Opening statements are set to begin Tuesday in the trial of Tony Brooks Horne, accused of killing his brother and sister-in-law the day before Thanksgiving last year.
Horne, 47, is charged with fatally shooting his brother, William Lamar Horne, 49, and his brother’s wife, Carol McMillon Horne, 52, with a handgun at the home they shared.
The three as well as the Horne brothers’ father lived at a Mystic Lane mobile home in the Butler Creek mobile home park, according to court filings.
Authorities have not described a motive for the killings, but Carol Horne’s diary entries and text messages may offer clues. Assistant District Attorney Mahiva Patel sought in an earlier court filling to introduce the writings as hearsay evidence.
In messages sent a few days before the killings, Carol Horne tells her stepdaughter her grandchildren would not be safe at the home, and not to bring them over. She asks the stepdaughter to pick her and her husband up at the residence if Tony Horne got angry about the visit being canceled.

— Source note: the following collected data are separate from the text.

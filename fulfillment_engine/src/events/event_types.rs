use serde::{Deserialize, Serialize};

use crate::db_types::{Order, ReconciliationAlert};

/// Raised once per order, when it reaches `Paid`.
#[derive(Debug, Clone, PartialEq, Eq, Serialize, Deserialize)]
pub struct OrderPaidEvent {
    pub order: Order,
}

impl OrderPaidEvent {
    pub fn new(order: Order) -> Self {
        Self { order }
    }
}

/// Raised whenever an inconsistency that needs an operator is written to the alert log.
#[derive(Debug, Clone, PartialEq, Eq, Serialize, Deserialize)]
pub struct ReconciliationAlertEvent {
    pub alert: ReconciliationAlert,
}

impl ReconciliationAlertEvent {
    pub fn new(alert: ReconciliationAlert) -> Self {
        Self { alert }
    }
}
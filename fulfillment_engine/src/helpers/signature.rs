//! # Webhook signature format
//!
//! The payment gateway signs every webhook delivery so that nobody else can tell us that an order has been paid for.
//!
//! The signature travels in a single request header:
//!
//! ```text
//!    t=1718000000,v1=5257a869e7ecebeda32affa62cdca3fa51cad7e77a0e56ff536d0ce8e108d8bd
//! ```
//!
//! where
//!   * `t` is the unix timestamp (seconds) at which the gateway signed the delivery.
//!   * `v1` is the lowercase hex encoding of `HMAC-SHA256(secret, "{t}.{raw_body}")`.
//!
//! During secret rotation the gateway sends one `v1` entry per active secret, so any matching entry is accepted.
//! Entries with other schemes (e.g. `v0`) are ignored. The timestamp must be within the tolerance window of the
//! current time, which limits the usefulness of a replayed delivery.
//!
//! Verification works on the raw body bytes. Parsing and re-serializing the JSON before checking would change the
//! bytes and break the signature.
use std::time::Duration;

use chrono::{DateTime, Utc};
use hmac::{Hmac, Mac};
use log::*;
use sf_common::Secret;
use sha2::Sha256;
use thiserror::Error;

type HmacSha256 = Hmac<Sha256>;

pub const DEFAULT_TOLERANCE: Duration = Duration::from_secs(300);

#[derive(Debug, Clone, PartialEq, Eq, Error)]
pub enum SignatureError {
    #[error("The signature header is missing")]
    MissingHeader,
    #[error("The signature header is malformed. {0}")]
    MalformedHeader(String),
    #[error("The signature timestamp is outside the tolerance window")]
    TimestampOutOfTolerance,
    #[error("No signature in the header matches the payload")]
    NoMatchingSignature,
    #[error("No webhook secret has been configured")]
    NoSecretConfigured,
}

#[derive(Clone, Debug)]
pub struct WebhookVerifier {
    secret: Secret<String>,
    tolerance: Duration,
}

impl WebhookVerifier {
    pub fn new(secret: Secret<String>, tolerance: Duration) -> Self {
        Self { secret, tolerance }
    }

    pub fn verify(&self, payload: &[u8], header: Option<&str>) -> Result<(), SignatureError> {
        self.verify_at(payload, header, Utc::now())
    }

    /// Checks the signature header against `payload`, treating `now` as the current time.
    pub fn verify_at(&self, payload: &[u8], header: Option<&str>, now: DateTime<Utc>) -> Result<(), SignatureError> {
        if self.secret.is_empty() {
            error!("🪝️ A webhook arrived, but no webhook secret is configured. It has been rejected.");
            return Err(SignatureError::NoSecretConfigured);
        }
        let header = header.map(str::trim).filter(|h| !h.is_empty()).ok_or(SignatureError::MissingHeader)?;
        let (timestamp, signatures) = parse_header(header)?;
        let age = now.timestamp().abs_diff(timestamp);
        if age > self.tolerance.as_secs() {
            debug!("🪝️ Signature timestamp {timestamp} is {age}s away from now");
            return Err(SignatureError::TimestampOutOfTolerance);
        }
        let matched = signatures.iter().any(|sig| {
            let mac = self.mac(timestamp, payload);
            // verify_slice compares in constant time
            hex::decode(sig).map(|bytes| mac.verify_slice(&bytes).is_ok()).unwrap_or(false)
        });
        if matched {
            Ok(())
        } else {
            Err(SignatureError::NoMatchingSignature)
        }
    }

    /// Produces a header value that [`Self::verify_at`] accepts for `payload` at `timestamp`.
    pub fn sign(&self, payload: &[u8], timestamp: i64) -> String {
        let mac = self.mac(timestamp, payload);
        let sig = hex::encode(mac.finalize().into_bytes());
        format!("t={timestamp},v1={sig}")
    }

    fn mac(&self, timestamp: i64, payload: &[u8]) -> HmacSha256 {
        let mut mac = <HmacSha256 as Mac>::new_from_slice(self.secret.reveal().as_bytes())
            .unwrap_or_else(|_| unreachable!("HMAC can take a key of any size"));
        mac.update(timestamp.to_string().as_bytes());
        mac.update(b".");
        mac.update(payload);
        mac
    }
}

fn parse_header(header: &str) -> Result<(i64, Vec<&str>), SignatureError> {
    let mut timestamp = None;
    let mut signatures = Vec::new();
    for part in header.split(',') {
        let (key, value) = part
            .trim()
            .split_once('=')
            .ok_or_else(|| SignatureError::MalformedHeader(format!("'{part}' is not a key=value pair")))?;
        match key {
            "t" => {
                let t = value
                    .parse::<i64>()
                    .map_err(|_| SignatureError::MalformedHeader(format!("'{value}' is not a valid timestamp")))?;
                timestamp = Some(t);
            },
            "v1" => signatures.push(value),
            _ => trace!("🪝️ Ignoring signature scheme {key}"),
        }
    }
    let timestamp = timestamp.ok_or_else(|| SignatureError::MalformedHeader("No timestamp".into()))?;
    if signatures.is_empty() {
        return Err(SignatureError::MalformedHeader("No v1 signature".into()));
    }
    Ok((timestamp, signatures))
}
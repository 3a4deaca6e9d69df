//! Request handler definitions
//!
//! Define each route and it handler here.
//! Handlers that are more than a line or two MUST go into a separate module. Keep this module neat and tidy 🙏
//!
//! A note about performance:
//! Since each worker thread processes its requests sequentially, handlers which block the current thread will cause the
//! current worker to stop processing new requests. Every handler here awaits the engine, which does its I/O
//! asynchronously, so nothing should ever block a worker.
use actix_web::{get, web, HttpRequest, HttpResponse, Responder};
use fulfillment_engine::{
    db_types::OrderId,
    traits::{FulfillmentDatabase, InventoryManagement, PaymentGateway},
    CatalogApi,
    CheckoutSessionApi,
    DirectOrderApi,
    OrderFinalizer,
    OrderRequest,
    WebhookAck,
    WebhookProcessor,
};
use log::*;

use crate::{
    data_objects::{CheckoutSessionRequest, JsonResponse, ResolveOrderRequest, WebhookSignatureHeader},
    errors::ServerError,
};

// Web-actix cannot handle generics in handlers, so it's implemented manually using the `route!` macro
#[macro_export]
macro_rules! route {
    ($name:ident => $method:ident $path:literal impl $($bounds:ty),+) => {
        paste::paste! { pub struct [<$name:camel Route>]< $( [< T $bounds:camel> ],)+ >( $( core::marker::PhantomData<fn() -> [< T $bounds:camel> ] >,)+ );}
        paste::paste! { impl< $( [< T $bounds:camel> ],)+ > [<$name:camel Route>]< $( [< T $bounds:camel> ],)+ > {
            #[allow(clippy::new_without_default)]
            pub fn new() -> Self {
                Self($( core::marker::PhantomData::<fn() -> [< T $bounds:camel> ] >,)+)
            }
        }}
        paste::paste! { impl<$( [< T $bounds:camel >] , )+> actix_web::dev::HttpServiceFactory for [<$name:camel Route>]<$([<T $bounds:camel>],)+>
        where
            $([<T $bounds:camel>]: $bounds + 'static,)+
        {
            fn register(self, config: &mut actix_web::dev::AppService) {
                let res = actix_web::Resource::new($path)
                    .name(stringify!($name))
                    .guard(actix_web::guard::$method())
                    .to($name::< $( [< T $bounds:camel >], )+>);
                actix_web::dev::HttpServiceFactory::register(res, config);
            }
        }}
    };
}

// ----------------------------------------------   Health  ----------------------------------------------------
#[get("/health")]
pub async fn health() -> impl Responder {
    trace!("💻️ Received health check request");
    HttpResponse::Ok().body("👍️\n")
}

//----------------------------------------------   Catalog  ----------------------------------------------------
route!(products => Get "/products" impl InventoryManagement);
/// Route handler for the catalog endpoint. Returns every product with its current price and stock level.
pub async fn products<B: InventoryManagement>(api: web::Data<CatalogApi<B>>) -> Result<HttpResponse, ServerError> {
    debug!("💻️ GET products");
    let products = api.products().await?;
    Ok(HttpResponse::Ok().json(products))
}

route!(product_by_id => Get "/products/{id}" impl InventoryManagement);
pub async fn product_by_id<B: InventoryManagement>(
    path: web::Path<String>,
    api: web::Data<CatalogApi<B>>,
) -> Result<HttpResponse, ServerError> {
    let id = path.into_inner();
    debug!("💻️ GET product {id}");
    match api.product(&id).await? {
        Some(product) => Ok(HttpResponse::Ok().json(product)),
        None => Err(ServerError::NoRecordFound(format!("Product {id} does not exist"))),
    }
}

//----------------------------------------------   Orders  ----------------------------------------------------
route!(submit_order => Post "/orders" impl FulfillmentDatabase, PaymentGateway);
/// Route handler for direct orders.
///
/// The buyer's payment instrument is charged for the ledger price of the items, and the order is created in the same
/// request. Supplying an `idempotencyKey` makes the request safe to retry: a repeated key returns the original order
/// and does not charge the buyer again.
///
/// If the gateway does not answer in time the outcome of the charge is unknown. The response is `504` and the charge
/// is flagged for an operator to check.
pub async fn submit_order<B, G>(
    body: web::Json<OrderRequest>,
    api: web::Data<DirectOrderApi<B, G>>,
) -> Result<HttpResponse, ServerError>
where
    B: FulfillmentDatabase,
    G: PaymentGateway,
{
    let request = body.into_inner();
    debug!("💻️ POST order for {} ({} line items)", request.email, request.items.len());
    let order = api.submit(request).await?;
    Ok(HttpResponse::Ok().json(order))
}

//----------------------------------------------   Checkout  ----------------------------------------------------
route!(checkout_session => Post "/checkout-session" impl InventoryManagement, PaymentGateway);
/// Creates a hosted checkout session and returns its id and the URL the buyer should be sent to.
pub async fn checkout_session<B, G>(
    body: web::Json<CheckoutSessionRequest>,
    api: web::Data<CheckoutSessionApi<B, G>>,
) -> Result<HttpResponse, ServerError>
where
    B: InventoryManagement,
    G: PaymentGateway,
{
    let request = body.into_inner();
    debug!("💻️ POST checkout session for {}", request.email);
    let session = api.create_session(&request.email, &request.items).await?;
    Ok(HttpResponse::Ok().json(session))
}

//----------------------------------------------   Webhook  ----------------------------------------------------
route!(gateway_webhook => Post "/webhook" impl FulfillmentDatabase);
/// Route handler for gateway event notifications.
///
/// The body is taken as raw bytes, since the signature covers the exact bytes that were sent. Any 2xx response stops
/// the gateway from redelivering the event, so only failures that a redelivery could fix return a 500.
pub async fn gateway_webhook<B: FulfillmentDatabase>(
    req: HttpRequest,
    body: web::Bytes,
    api: web::Data<WebhookProcessor<B>>,
    header: web::Data<WebhookSignatureHeader>,
) -> HttpResponse {
    trace!("🪝️ Received webhook request: {}", req.uri());
    let signature = req.headers().get(header.0.as_str()).and_then(|v| v.to_str().ok());
    match api.handle(&body, signature).await {
        WebhookAck::Processed { order, duplicate: false } => {
            info!("🪝️ Order {} created from webhook", order.id);
            HttpResponse::Ok().json(JsonResponse::success(format!("Order {} created.", order.id)))
        },
        WebhookAck::Processed { order, duplicate: true } => {
            info!("🪝️ Webhook was a redelivery for order {}", order.id);
            HttpResponse::Ok().json(JsonResponse::success(format!("Order {} already exists.", order.id)))
        },
        WebhookAck::Acknowledged(msg) => HttpResponse::Ok().json(JsonResponse::success(msg)),
        WebhookAck::Ignored(msg) => {
            debug!("🪝️ Webhook ignored. {msg}");
            HttpResponse::Ok().json(JsonResponse::success(msg))
        },
        WebhookAck::Retry(msg) => {
            warn!("🪝️ Webhook could not be processed and should be redelivered. {msg}");
            HttpResponse::InternalServerError().json(JsonResponse::failure(msg))
        },
        WebhookAck::Rejected(e) => {
            warn!("🪝️ Webhook rejected. {e}");
            HttpResponse::BadRequest().json(JsonResponse::failure(e))
        },
    }
}

//----------------------------------------------   Operator  ----------------------------------------------------
// These routes are mounted under `/operator`, behind the operator key check in `server::configure_operator_routes`.
route!(operator_alerts => Get "/alerts" impl FulfillmentDatabase);
/// Returns the reconciliation alert log, oldest first.
pub async fn operator_alerts<B: FulfillmentDatabase>(
    api: web::Data<OrderFinalizer<B>>,
) -> Result<HttpResponse, ServerError> {
    debug!("💻️ GET operator alerts");
    let alerts = api.alerts().await?;
    Ok(HttpResponse::Ok().json(alerts))
}

route!(resolve_order => Post "/orders/{id}/resolve" impl FulfillmentDatabase);
/// Settles an order that is waiting for reconciliation. `{"accept": true}` marks it `Paid` and sends the receipt;
/// `{"accept": false}` marks it `Failed`. Orders that are already settled cannot be resolved again (`409`).
pub async fn resolve_order<B: FulfillmentDatabase>(
    path: web::Path<i64>,
    body: web::Json<ResolveOrderRequest>,
    api: web::Data<OrderFinalizer<B>>,
) -> Result<HttpResponse, ServerError> {
    let id = OrderId(path.into_inner());
    let accept = body.accept;
    info!("💻️ Operator is resolving order {id}. Accept: {accept}");
    let order = api.resolve_reconciliation(id, accept).await?;
    Ok(HttpResponse::Ok().json(order))
}
use std::time::Duration;

use actix_web::{http::StatusCode, test::TestRequest, web, web::ServiceConfig};
use fulfillment_engine::{
    traits::{GatewayError, HostedSession},
    CheckoutSessionApi,
    CheckoutUrls,
};
use serde_json::{json, Value};

use super::{
    helpers::{product, send_request},
    mocks::{MockFulfillmentDb, MockGateway},
};
use crate::routes::CheckoutSessionRoute;

#[actix_web::test]
async fn create_checkout_session() {
    let mut db = MockFulfillmentDb::new();
    let mut gateway = MockGateway::new();
    db.expect_fetch_product().times(2).returning(|id| Ok(Some(product(id, 1000, 10))));
    gateway
        .expect_create_hosted_session()
        .withf(|s| {
            s.email == "bob@example.com" &&
                s.success_url == "https://shop.example.com/thanks" &&
                s.line_items.len() == 2 &&
                s.line_items.iter().all(|l| l.unit_amount.value() == 1000) &&
                s.metadata.get("items").map(String::as_str) ==
                    Some(r#"[{"productId":"mug","quantity":3},{"productId":"tee","quantity":1}]"#)
        })
        .times(1)
        .returning(|_| {
            Ok(HostedSession { id: "cs_test_1".into(), url: "https://checkout.example.com/cs_test_1".into() })
        });
    let req = TestRequest::post().uri("/checkout-session").set_json(json!({
        "email": "bob@example.com",
        "items": [
            { "productId": "mug", "quantity": 2 },
            { "productId": "tee", "quantity": 1 },
            { "productId": "mug", "quantity": 1 }
        ]
    }));
    let (status, body) = send_request(req, configure(db, gateway)).await;
    assert_eq!(status, StatusCode::OK);
    let session: Value = serde_json::from_str(&body).unwrap();
    assert_eq!(session["id"], "cs_test_1");
    assert_eq!(session["url"], "https://checkout.example.com/cs_test_1");
}

#[actix_web::test]
async fn checkout_for_unknown_product() {
    let mut db = MockFulfillmentDb::new();
    db.expect_fetch_product().returning(|_| Ok(None));
    let req = TestRequest::post().uri("/checkout-session").set_json(json!({
        "email": "bob@example.com",
        "items": [{ "productId": "nope", "quantity": 1 }]
    }));
    let (status, _) = send_request(req, configure(db, MockGateway::new())).await;
    assert_eq!(status, StatusCode::NOT_FOUND);
}

#[actix_web::test]
async fn checkout_gateway_failure() {
    let mut db = MockFulfillmentDb::new();
    let mut gateway = MockGateway::new();
    db.expect_fetch_product().returning(|id| Ok(Some(product(id, 1000, 10))));
    gateway.expect_create_hosted_session().returning(|_| Err(GatewayError::Unavailable("connection refused".into())));
    let req = TestRequest::post().uri("/checkout-session").set_json(json!({
        "email": "bob@example.com",
        "items": [{ "productId": "mug", "quantity": 1 }]
    }));
    let (status, _) = send_request(req, configure(db, gateway)).await;
    assert_eq!(status, StatusCode::BAD_GATEWAY);
}

fn configure(db: MockFulfillmentDb, gateway: MockGateway) -> impl FnOnce(&mut ServiceConfig) {
    move |cfg| {
        let urls = CheckoutUrls {
            success_url: "https://shop.example.com/thanks".into(),
            cancel_url: "https://shop.example.com/cart".into(),
        };
        let api = CheckoutSessionApi::new(db, gateway, urls, Duration::from_secs(5));
        cfg.service(CheckoutSessionRoute::<MockFulfillmentDb, MockGateway>::new()).app_data(web::Data::new(api));
    }
}
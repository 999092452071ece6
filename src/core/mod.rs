//! Core currency logic and abstractions

pub mod cache;
pub mod config;
pub mod convert;
pub mod currency;
pub mod error;
pub mod log;
pub mod notify;
pub mod resolver;
pub mod validate;

// Re-export main types for cleaner imports
pub use cache::RateCache;
pub use convert::{Conversion, ConversionEngine, CustomConversion};
pub use currency::{CurrencyCode, ExchangeRate, RateStore, RemoteRateSource};
pub use error::FxError;
pub use notify::{Notification, NotificationContext, Notifier};
pub use resolver::{ExchangeResolver, RateSource, Resolution};
pub use validate::CurrencyValidator;
use super::currency::CurrencyCode;
use super::error::{FxError, Result};
use super::notify::{Notification, Notifier};
use super::resolver::ExchangeResolver;
use std::io::{BufRead, Write};
use std::sync::Arc;
use tracing::debug;

const ABORT_WORDS: [&str; 3] = ["q", "quit", "back"];

/// Gatekeeper for currency codes typed by a human.
pub struct CurrencyValidator {
    resolver: Arc<ExchangeResolver>,
    notifier: Arc<dyn Notifier>,
}

impl CurrencyValidator {
    pub fn new(resolver: Arc<ExchangeResolver>, notifier: Arc<dyn Notifier>) -> Self {
        Self { resolver, notifier }
    }

    /// Accepts a code only if it is alphabetic and resolves to a real rate.
    ///
    /// The shape check runs first, so malformed input never reaches the resolver.
    pub async fn validate(&self, input: &str) -> Result<CurrencyCode> {
        let code: CurrencyCode = input.parse()?;
        let base = self.resolver.base();
        match self.resolver.resolve_strict(base, &code).await {
            Some(resolution) => {
                debug!("Validated {} via {}", code, resolution.source);
                Ok(code)
            }
            None => Err(FxError::CurrencyUnresolved(code.to_string())),
        }
    }

    /// Prompts until a valid code is entered. Returns `None` when input ends
    /// or the user types an abort word.
    pub async fn prompt<R, W>(&self, reader: &mut R, writer: &mut W) -> Result<Option<CurrencyCode>>
    where
        R: BufRead,
        W: Write,
    {
        loop {
            write!(writer, "Enter currency (e.g., CAD, USD, EUR): ")?;
            writer.flush()?;

            let mut line = String::new();
            let read = reader.read_line(&mut line)?;
            let input = line.trim();
            if read == 0 || ABORT_WORDS.contains(&input.to_lowercase().as_str()) {
                return Ok(None);
            }

            match self.validate(input).await {
                Ok(code) => return Ok(Some(code)),
                Err(FxError::InvalidCurrencyCode(_)) => {
                    self.notifier.notify(Notification::InvalidCurrency);
                }
                Err(FxError::CurrencyUnresolved(_)) => {
                    if let Ok(code) = input.parse() {
                        self.notifier.notify(Notification::RateNotFound(code));
                    }
                }
                Err(e) => return Err(e),
            }
        }
    }
}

In an another purported entry from months earlier, Carol Horne writes that she is living with her husband, his father and brother. It wasn’t “bad,” except when Tony Horne “gets drunk and goes off on everyone in his path,” she said. “He has a gun and I’m trying not to get shot.”
Patel argues the hearsay statements have a presumption of trustworthiness, particularly the diary entries, in which the victim has no reason to lie.